[Dataset entries]
■ ■ ■ ■ ■

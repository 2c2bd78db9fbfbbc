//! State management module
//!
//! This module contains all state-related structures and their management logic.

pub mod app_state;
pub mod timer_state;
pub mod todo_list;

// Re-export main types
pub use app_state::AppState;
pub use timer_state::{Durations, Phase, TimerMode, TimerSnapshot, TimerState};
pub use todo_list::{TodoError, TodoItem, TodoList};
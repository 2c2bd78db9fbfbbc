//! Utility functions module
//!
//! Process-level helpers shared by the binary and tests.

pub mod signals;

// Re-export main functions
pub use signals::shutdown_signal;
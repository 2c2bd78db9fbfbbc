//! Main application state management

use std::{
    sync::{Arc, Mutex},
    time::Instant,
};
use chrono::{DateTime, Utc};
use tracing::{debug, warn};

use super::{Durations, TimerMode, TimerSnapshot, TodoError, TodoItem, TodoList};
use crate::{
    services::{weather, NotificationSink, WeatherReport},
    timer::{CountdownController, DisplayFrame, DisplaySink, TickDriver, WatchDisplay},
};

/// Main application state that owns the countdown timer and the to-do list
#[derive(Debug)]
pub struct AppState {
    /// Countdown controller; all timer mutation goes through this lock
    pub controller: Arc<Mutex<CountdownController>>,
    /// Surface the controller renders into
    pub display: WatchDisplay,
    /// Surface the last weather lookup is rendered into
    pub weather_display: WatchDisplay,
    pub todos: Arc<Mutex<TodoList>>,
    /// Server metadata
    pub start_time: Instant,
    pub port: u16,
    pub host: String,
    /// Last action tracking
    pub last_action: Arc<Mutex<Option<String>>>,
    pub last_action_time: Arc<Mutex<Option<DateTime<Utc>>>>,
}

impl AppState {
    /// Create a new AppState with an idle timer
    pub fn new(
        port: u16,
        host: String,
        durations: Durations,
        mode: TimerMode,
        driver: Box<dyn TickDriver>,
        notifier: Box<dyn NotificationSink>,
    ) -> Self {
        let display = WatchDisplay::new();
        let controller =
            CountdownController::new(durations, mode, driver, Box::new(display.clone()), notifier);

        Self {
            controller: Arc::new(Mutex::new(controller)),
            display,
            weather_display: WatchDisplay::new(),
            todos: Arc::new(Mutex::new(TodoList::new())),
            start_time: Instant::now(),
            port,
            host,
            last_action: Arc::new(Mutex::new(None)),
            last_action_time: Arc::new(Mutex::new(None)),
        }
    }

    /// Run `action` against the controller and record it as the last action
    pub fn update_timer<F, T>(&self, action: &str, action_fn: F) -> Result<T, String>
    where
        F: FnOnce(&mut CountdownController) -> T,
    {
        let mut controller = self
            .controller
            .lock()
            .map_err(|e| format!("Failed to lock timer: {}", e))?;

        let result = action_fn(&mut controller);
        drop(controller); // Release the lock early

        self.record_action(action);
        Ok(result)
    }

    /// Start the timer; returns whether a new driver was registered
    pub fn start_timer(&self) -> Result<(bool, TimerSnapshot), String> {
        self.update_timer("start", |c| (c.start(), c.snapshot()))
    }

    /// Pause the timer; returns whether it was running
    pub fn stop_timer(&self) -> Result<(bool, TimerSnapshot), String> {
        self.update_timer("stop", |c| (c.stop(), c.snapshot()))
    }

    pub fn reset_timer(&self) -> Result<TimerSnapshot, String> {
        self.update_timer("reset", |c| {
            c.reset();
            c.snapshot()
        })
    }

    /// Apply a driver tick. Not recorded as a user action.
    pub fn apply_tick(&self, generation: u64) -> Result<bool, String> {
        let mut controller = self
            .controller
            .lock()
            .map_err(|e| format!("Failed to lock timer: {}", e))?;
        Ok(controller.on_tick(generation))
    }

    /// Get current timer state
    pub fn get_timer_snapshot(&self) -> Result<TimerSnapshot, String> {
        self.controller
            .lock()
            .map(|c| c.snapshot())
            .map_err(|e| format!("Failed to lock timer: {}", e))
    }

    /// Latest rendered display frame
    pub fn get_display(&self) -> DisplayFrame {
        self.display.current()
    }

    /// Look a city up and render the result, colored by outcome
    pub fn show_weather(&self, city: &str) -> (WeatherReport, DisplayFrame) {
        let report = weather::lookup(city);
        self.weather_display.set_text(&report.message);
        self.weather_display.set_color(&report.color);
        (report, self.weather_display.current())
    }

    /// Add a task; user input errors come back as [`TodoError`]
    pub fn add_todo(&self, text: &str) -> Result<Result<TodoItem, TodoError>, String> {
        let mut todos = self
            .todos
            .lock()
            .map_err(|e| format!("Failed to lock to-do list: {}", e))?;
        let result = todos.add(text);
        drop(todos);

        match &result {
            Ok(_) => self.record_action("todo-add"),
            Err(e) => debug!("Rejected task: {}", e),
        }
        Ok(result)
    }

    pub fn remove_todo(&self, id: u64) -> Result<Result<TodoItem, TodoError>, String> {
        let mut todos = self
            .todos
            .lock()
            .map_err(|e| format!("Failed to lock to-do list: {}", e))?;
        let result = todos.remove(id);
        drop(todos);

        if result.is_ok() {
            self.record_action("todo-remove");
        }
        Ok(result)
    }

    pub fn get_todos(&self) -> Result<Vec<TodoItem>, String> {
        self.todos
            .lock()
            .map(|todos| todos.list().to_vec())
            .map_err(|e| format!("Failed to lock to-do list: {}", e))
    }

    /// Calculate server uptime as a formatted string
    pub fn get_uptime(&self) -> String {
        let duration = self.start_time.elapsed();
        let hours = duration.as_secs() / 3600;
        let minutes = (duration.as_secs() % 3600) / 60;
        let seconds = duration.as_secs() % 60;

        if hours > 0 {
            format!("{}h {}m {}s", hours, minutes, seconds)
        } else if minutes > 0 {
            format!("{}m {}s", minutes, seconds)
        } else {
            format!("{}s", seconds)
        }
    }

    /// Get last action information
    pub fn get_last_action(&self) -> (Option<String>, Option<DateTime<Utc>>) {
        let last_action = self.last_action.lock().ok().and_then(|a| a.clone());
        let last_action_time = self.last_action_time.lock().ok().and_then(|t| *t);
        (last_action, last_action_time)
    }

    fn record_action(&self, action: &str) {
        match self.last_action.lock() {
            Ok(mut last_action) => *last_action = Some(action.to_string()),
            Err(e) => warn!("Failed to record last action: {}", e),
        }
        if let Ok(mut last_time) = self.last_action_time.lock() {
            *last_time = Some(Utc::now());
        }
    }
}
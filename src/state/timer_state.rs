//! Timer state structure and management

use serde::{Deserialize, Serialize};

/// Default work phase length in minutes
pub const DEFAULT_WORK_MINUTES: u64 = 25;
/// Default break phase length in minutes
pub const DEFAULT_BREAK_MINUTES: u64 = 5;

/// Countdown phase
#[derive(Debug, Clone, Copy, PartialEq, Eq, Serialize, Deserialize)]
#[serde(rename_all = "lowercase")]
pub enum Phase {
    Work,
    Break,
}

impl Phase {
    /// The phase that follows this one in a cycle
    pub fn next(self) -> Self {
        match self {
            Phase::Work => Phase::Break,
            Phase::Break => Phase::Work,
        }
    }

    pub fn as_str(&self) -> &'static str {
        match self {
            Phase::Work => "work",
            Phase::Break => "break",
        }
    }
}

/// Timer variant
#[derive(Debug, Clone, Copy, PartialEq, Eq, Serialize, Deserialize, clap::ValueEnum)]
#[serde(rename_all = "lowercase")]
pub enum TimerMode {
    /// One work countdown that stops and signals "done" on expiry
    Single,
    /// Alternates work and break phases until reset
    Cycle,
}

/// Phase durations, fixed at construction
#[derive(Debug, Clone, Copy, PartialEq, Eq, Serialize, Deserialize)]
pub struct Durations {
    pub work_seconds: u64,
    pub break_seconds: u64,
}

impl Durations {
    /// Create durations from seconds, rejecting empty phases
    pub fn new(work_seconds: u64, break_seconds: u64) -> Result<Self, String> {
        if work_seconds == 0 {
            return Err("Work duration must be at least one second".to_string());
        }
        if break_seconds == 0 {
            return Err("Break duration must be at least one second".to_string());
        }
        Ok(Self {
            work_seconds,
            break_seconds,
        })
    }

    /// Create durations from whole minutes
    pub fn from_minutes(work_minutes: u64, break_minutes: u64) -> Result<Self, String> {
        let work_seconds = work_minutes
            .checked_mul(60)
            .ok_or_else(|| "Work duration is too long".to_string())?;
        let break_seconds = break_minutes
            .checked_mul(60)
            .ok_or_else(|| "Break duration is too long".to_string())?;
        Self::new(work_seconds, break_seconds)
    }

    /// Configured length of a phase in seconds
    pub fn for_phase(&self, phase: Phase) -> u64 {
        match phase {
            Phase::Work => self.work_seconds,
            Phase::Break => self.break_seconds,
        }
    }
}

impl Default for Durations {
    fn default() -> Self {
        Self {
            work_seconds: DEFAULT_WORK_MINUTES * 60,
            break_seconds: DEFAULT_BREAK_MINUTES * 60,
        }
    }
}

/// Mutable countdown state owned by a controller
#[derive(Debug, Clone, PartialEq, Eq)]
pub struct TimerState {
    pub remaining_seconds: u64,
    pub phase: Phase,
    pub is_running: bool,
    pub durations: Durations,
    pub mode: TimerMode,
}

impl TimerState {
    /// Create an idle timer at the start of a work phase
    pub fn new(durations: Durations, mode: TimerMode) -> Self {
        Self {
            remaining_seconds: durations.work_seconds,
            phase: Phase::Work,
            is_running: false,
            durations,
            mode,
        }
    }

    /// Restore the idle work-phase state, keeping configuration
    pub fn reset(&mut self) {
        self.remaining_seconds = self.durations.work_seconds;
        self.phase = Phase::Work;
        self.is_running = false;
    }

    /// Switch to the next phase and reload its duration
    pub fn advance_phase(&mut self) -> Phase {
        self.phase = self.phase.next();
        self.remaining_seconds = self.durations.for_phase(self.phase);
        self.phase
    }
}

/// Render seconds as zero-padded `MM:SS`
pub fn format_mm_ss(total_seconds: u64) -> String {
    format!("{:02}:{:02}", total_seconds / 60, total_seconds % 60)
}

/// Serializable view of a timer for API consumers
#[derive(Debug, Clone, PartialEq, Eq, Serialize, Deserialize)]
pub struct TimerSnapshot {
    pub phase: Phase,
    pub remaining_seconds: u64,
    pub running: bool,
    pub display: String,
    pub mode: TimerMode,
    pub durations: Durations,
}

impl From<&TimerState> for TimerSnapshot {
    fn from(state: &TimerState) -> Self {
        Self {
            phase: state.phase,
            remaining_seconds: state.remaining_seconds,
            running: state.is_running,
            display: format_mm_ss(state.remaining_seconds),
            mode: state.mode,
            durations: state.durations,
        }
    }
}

■ ■ ■ ■ ■

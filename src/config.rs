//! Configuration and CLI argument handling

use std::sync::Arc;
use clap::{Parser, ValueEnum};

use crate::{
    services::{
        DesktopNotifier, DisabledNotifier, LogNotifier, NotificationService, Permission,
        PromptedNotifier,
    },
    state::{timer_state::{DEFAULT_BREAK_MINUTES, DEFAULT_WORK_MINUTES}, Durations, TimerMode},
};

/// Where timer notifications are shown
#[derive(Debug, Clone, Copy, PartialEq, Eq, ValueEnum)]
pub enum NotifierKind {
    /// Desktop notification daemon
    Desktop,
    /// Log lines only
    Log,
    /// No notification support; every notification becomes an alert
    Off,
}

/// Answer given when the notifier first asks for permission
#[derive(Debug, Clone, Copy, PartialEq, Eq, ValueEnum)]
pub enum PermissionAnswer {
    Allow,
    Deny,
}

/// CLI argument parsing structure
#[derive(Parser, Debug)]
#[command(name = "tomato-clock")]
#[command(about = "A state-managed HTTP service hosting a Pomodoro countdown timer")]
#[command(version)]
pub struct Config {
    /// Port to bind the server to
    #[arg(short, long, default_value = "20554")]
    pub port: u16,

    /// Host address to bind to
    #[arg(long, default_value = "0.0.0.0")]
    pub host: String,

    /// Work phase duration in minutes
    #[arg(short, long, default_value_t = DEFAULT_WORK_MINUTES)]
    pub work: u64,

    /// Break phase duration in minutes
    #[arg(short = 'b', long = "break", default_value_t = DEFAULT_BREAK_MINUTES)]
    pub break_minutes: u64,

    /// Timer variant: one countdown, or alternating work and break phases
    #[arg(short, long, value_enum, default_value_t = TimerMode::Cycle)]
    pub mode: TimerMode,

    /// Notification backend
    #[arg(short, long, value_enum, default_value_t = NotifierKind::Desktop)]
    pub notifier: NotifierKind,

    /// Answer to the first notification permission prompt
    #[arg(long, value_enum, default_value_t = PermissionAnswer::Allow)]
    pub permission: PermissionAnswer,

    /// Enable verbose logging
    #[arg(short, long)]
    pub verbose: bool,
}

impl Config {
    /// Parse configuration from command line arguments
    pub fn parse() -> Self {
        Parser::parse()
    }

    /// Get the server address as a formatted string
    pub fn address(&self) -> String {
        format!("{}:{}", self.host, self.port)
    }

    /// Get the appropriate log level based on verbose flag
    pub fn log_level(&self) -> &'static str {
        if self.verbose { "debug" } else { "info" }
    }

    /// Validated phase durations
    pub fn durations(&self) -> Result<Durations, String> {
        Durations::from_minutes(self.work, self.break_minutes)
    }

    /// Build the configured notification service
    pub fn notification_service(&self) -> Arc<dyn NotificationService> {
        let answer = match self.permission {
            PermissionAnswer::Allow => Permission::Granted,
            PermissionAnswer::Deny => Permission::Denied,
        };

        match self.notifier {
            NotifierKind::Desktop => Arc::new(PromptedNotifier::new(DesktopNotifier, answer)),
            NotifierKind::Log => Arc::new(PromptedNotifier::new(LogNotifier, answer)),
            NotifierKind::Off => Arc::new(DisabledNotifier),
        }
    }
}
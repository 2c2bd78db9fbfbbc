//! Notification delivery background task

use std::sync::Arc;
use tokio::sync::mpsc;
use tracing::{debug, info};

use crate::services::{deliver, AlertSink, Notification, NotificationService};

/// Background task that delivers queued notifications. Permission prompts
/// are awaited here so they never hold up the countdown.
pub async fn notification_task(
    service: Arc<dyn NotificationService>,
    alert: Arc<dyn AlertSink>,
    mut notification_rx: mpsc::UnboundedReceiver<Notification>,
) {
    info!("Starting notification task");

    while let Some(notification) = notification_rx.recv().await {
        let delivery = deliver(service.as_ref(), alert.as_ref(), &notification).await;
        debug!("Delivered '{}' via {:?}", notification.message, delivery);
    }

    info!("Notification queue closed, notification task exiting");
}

■ ■ ■ ■ ■

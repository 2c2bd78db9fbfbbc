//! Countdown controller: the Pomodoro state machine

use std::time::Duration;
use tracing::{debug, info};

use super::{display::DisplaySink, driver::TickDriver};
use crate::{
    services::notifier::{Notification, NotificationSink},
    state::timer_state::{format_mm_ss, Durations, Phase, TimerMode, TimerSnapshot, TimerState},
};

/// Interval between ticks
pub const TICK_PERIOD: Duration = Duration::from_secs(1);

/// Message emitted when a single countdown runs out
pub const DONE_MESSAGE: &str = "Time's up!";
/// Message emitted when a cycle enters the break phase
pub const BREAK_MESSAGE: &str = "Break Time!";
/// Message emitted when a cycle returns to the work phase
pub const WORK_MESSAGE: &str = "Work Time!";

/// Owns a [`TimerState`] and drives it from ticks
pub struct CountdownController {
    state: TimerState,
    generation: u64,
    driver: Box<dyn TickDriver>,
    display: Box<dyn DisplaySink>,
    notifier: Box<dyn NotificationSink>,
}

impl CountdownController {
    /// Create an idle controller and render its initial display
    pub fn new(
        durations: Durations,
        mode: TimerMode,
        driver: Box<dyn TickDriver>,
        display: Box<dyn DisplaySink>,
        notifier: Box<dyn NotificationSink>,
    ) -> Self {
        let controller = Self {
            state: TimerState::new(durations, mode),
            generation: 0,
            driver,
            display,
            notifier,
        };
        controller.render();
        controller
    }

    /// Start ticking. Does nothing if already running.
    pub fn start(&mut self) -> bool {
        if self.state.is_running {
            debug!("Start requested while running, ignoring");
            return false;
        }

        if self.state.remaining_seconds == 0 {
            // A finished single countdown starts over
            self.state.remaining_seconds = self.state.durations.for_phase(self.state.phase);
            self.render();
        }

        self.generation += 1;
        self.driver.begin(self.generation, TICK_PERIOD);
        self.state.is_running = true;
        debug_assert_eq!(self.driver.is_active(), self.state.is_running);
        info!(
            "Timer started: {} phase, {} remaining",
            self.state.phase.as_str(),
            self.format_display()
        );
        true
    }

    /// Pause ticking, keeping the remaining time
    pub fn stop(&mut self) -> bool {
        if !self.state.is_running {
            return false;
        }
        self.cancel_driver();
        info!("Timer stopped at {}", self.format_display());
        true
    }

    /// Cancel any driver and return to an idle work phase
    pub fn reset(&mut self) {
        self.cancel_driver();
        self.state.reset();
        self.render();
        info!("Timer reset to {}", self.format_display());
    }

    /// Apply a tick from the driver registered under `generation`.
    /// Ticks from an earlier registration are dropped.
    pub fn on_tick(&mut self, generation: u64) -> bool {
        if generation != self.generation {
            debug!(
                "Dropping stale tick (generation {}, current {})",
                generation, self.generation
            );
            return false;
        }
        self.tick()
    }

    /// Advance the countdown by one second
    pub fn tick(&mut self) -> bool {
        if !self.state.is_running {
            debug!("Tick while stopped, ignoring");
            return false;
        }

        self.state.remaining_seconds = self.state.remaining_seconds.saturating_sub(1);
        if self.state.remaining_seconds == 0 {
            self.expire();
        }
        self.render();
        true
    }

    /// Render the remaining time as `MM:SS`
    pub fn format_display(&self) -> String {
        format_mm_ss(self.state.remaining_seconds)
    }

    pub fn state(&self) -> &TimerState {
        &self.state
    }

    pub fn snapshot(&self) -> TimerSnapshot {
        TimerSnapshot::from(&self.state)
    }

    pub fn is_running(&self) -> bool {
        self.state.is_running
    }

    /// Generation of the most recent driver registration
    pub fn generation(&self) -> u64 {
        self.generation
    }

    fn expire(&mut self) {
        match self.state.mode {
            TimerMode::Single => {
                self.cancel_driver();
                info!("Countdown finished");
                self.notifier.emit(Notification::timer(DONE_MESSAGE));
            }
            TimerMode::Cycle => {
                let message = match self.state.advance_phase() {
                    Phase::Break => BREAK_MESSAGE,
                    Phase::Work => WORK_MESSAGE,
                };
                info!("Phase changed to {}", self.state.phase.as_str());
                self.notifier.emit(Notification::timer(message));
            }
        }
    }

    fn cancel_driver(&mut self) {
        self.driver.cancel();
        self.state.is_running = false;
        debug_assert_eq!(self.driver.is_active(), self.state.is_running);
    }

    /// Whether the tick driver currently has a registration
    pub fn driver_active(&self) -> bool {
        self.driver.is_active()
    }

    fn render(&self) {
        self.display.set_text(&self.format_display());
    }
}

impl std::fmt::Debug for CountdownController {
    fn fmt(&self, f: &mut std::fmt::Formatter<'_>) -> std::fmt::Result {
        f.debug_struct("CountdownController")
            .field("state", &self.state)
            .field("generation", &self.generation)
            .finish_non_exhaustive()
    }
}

■ ■ ■ ■ ■

■ Brief
Collect every line with the string "delivery" from the records, and copy each.

■ Answer to this problem
//! Notification delivery background task
        let delivery = deliver(service.as_ref(), alert.as_ref(), &notification).await;
        debug!("Delivered '{}' via {:?}", notification.message, delivery);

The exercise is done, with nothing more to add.